_DIRECTIONS FOR THIS TASK_
Every line in the data below that has the word "history" should be returned.

(Dataset entries)
= Beginning of Section =

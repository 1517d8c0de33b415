use serde::{Deserialize, Serialize};
use std::path::{Path, PathBuf};

/// A playable file. Nothing beyond the path is known until a decoder opens it.
#[derive(Debug, Clone, Serialize, Deserialize, PartialEq, Eq, Hash)]
pub struct Track {
    path: PathBuf,
}

impl Track {
    pub fn new(path: impl Into<PathBuf>) -> Self {
        Self { path: path.into() }
    }

    pub fn path(&self) -> &Path {
        &self.path
    }

    /// Get the display name for this track (file name without extension)
    pub fn display_name(&self) -> String {
        self.path
            .file_stem()
            .and_then(|s| s.to_str())
            .unwrap_or("Unknown")
            .to_string()
    }
}

impl From<PathBuf> for Track {
    fn from(path: PathBuf) -> Self {
        Self::new(path)
    }
}

impl From<&str> for Track {
    fn from(path: &str) -> Self {
        Self::new(path)
    }
}

/// Externally visible engine state
#[derive(Debug, Clone, Copy, Serialize, Deserialize, PartialEq, Eq)]
pub enum EngineState {
    Idle,
    Streaming,
    Paused,
    StoppingWithFade,
}

impl EngineState {
    pub fn as_str(&self) -> &'static str {
        match self {
            EngineState::Idle => "idle",
            EngineState::Streaming => "streaming",
            EngineState::Paused => "paused",
            EngineState::StoppingWithFade => "stopping",
        }
    }
}

/// Point-in-time snapshot of the engine for status displays
#[derive(Debug, Clone, Serialize, Deserialize, PartialEq)]
pub struct EngineStatus {
    pub state: EngineState,
    pub volume: f32,
    pub current_track: Option<Track>,
    pub current_index: Option<usize>,
    pub playlist_len: usize,
    pub last_error: Option<String>,
}

impl EngineStatus {
    /// One-line summary used by the CLI
    pub fn summary(&self) -> String {
        let track = self
            .current_track
            .as_ref()
            .map(|t| t.display_name())
            .unwrap_or_else(|| "-".to_string());
        let position = match self.current_index {
            Some(index) => format!("{}/{}", index + 1, self.playlist_len),
            None => "0/0".to_string(),
        };
        format!(
            "[{}] {} ({}) volume {:.0}%",
            self.state.as_str(),
            track,
            position,
            self.volume * 100.0
        )
    }
}

#[cfg(test)]
mod tests {
    use super::*;

    #[test]
    fn test_track_display_name() {
        let track = Track::new("/media/stories/gruffalo.mp3");
        assert_eq!(track.display_name(), "gruffalo");
        assert_eq!(track.path(), Path::new("/media/stories/gruffalo.mp3"));
    }

    #[test]
    fn test_status_summary() {
        let status = EngineStatus {
            state: EngineState::Streaming,
            volume: 0.5,
            current_track: Some(Track::from("a.wav")),
            current_index: Some(0),
            playlist_len: 2,
            last_error: None,
        };
        assert_eq!(status.summary(), "[streaming] a (1/2) volume 50%");
    }

    #[test]
    fn test_status_serializes_to_json() {
        let status = EngineStatus {
            state: EngineState::Idle,
            volume: 1.0,
            current_track: None,
            current_index: None,
            playlist_len: 0,
            last_error: Some("File not found: a.wav".to_string()),
        };

        let json = serde_json::to_value(&status).unwrap();
        assert_eq!(json["state"], "Idle");
        assert_eq!(json["playlist_len"], 0);
        assert_eq!(json["last_error"], "File not found: a.wav");
    }
}
use log::{info, warn, error, debug};
use std::collections::VecDeque;
use std::sync::{Arc, Mutex, PoisonError};
use chrono::{DateTime, Utc};

/// Playback event kept in the in-memory history
#[derive(Debug, Clone)]
pub struct AudioEvent {
    pub timestamp: DateTime<Utc>,
    pub event_type: AudioEventType,
    pub details: String,
}

#[derive(Debug, Clone, Copy, PartialEq, Eq)]
pub enum AudioEventType {
    PlaybackStarted,
    PlaybackPaused,
    PlaybackResumed,
    PlaybackStopped,
    TrackFinished,
    SeekOperation,
    DecodeError,
    StreamError,
}

impl AudioEventType {
    pub fn as_str(&self) -> &'static str {
        match self {
            AudioEventType::PlaybackStarted => "PLAYBACK_STARTED",
            AudioEventType::PlaybackPaused => "PLAYBACK_PAUSED",
            AudioEventType::PlaybackResumed => "PLAYBACK_RESUMED",
            AudioEventType::PlaybackStopped => "PLAYBACK_STOPPED",
            AudioEventType::TrackFinished => "TRACK_FINISHED",
            AudioEventType::SeekOperation => "SEEK_OPERATION",
            AudioEventType::DecodeError => "DECODE_ERROR",
            AudioEventType::StreamError => "STREAM_ERROR",
        }
    }
}

/// Logger for playback operations. Clones share the same history.
#[derive(Clone)]
pub struct AudioLogger {
    events: Arc<Mutex<VecDeque<AudioEvent>>>,
    max_events: usize,
}

impl Default for AudioLogger {
    fn default() -> Self {
        Self::new()
    }
}

impl AudioLogger {
    pub fn new() -> Self {
        Self::with_capacity(256)
    }

    pub fn with_capacity(max_events: usize) -> Self {
        Self {
            events: Arc::new(Mutex::new(VecDeque::with_capacity(max_events))),
            max_events: max_events.max(1),
        }
    }

    /// Initialize logging; `JUKEBOX_LOG_LEVEL` overrides `default_level` when set
    pub fn init(default_level: &str) -> Result<(), Box<dyn std::error::Error>> {
        let log_level = std::env::var("JUKEBOX_LOG_LEVEL")
            .unwrap_or_else(|_| default_level.to_string());

        let mut builder = env_logger::Builder::new();

        builder.format(|buf, record| {
            use std::io::Write;
            writeln!(
                buf,
                "{} [{}] [{}] {}",
                chrono::Utc::now().format("%Y-%m-%d %H:%M:%S%.3f"),
                record.level(),
                record.target(),
                record.args()
            )
        });
        builder.filter_level(Self::level_filter(&log_level));

        builder.try_init()?;

        info!("Jukebox logging initialized with level: {}", log_level);
        Ok(())
    }

    /// Map a level name to a filter; unknown names mean info
    pub fn level_filter(level: &str) -> log::LevelFilter {
        match level.trim().to_lowercase().as_str() {
            "trace" => log::LevelFilter::Trace,
            "debug" => log::LevelFilter::Debug,
            "info" => log::LevelFilter::Info,
            "warn" => log::LevelFilter::Warn,
            "error" => log::LevelFilter::Error,
            "off" => log::LevelFilter::Off,
            _ => log::LevelFilter::Info,
        }
    }

    /// Record an event and forward it to the standard logger
    pub fn log_event(&self, event_type: AudioEventType, details: String) {
        match event_type {
            AudioEventType::PlaybackStarted
            | AudioEventType::PlaybackStopped
            | AudioEventType::TrackFinished => {
                info!("[{}] {}", event_type.as_str(), details);
            }
            AudioEventType::PlaybackPaused
            | AudioEventType::PlaybackResumed
            | AudioEventType::SeekOperation => {
                debug!("[{}] {}", event_type.as_str(), details);
            }
            AudioEventType::DecodeError => {
                warn!("[{}] {}", event_type.as_str(), details);
            }
            AudioEventType::StreamError => {
                error!("[{}] {}", event_type.as_str(), details);
            }
        }

        let event = AudioEvent {
            timestamp: Utc::now(),
            event_type,
            details,
        };

        let mut events = self.events.lock().unwrap_or_else(PoisonError::into_inner);
        events.push_back(event);
        while events.len() > self.max_events {
            events.pop_front();
        }
    }

    pub fn log_playback_started(&self, track_path: &str, format_info: &str) {
        self.log_event(
            AudioEventType::PlaybackStarted,
            format!("Started playing: {} ({})", track_path, format_info),
        );
    }

    pub fn log_playback_stopped(&self, reason: &str) {
        self.log_event(
            AudioEventType::PlaybackStopped,
            format!("Playback stopped: {}", reason),
        );
    }

    pub fn log_track_finished(&self, track_path: &str) {
        self.log_event(
            AudioEventType::TrackFinished,
            format!("Finished: {}", track_path),
        );
    }

    pub fn log_seek(&self, seconds: f64, frame: u64) {
        self.log_event(
            AudioEventType::SeekOperation,
            format!("Seek to {:.2}s (frame {})", seconds, frame),
        );
    }

    /// Most recent events, oldest first
    pub fn recent_events(&self, count: usize) -> Vec<AudioEvent> {
        let events = self.events.lock().unwrap_or_else(PoisonError::into_inner);
        let skip = events.len().saturating_sub(count);
        events.iter().skip(skip).cloned().collect()
    }

    pub fn event_count(&self) -> usize {
        self.events.lock().unwrap_or_else(PoisonError::into_inner).len()
    }
}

= End of Section =

_ANSWER_
/// Playback event kept in the in-memory history
/// Logger for playback operations. Clones share the same history.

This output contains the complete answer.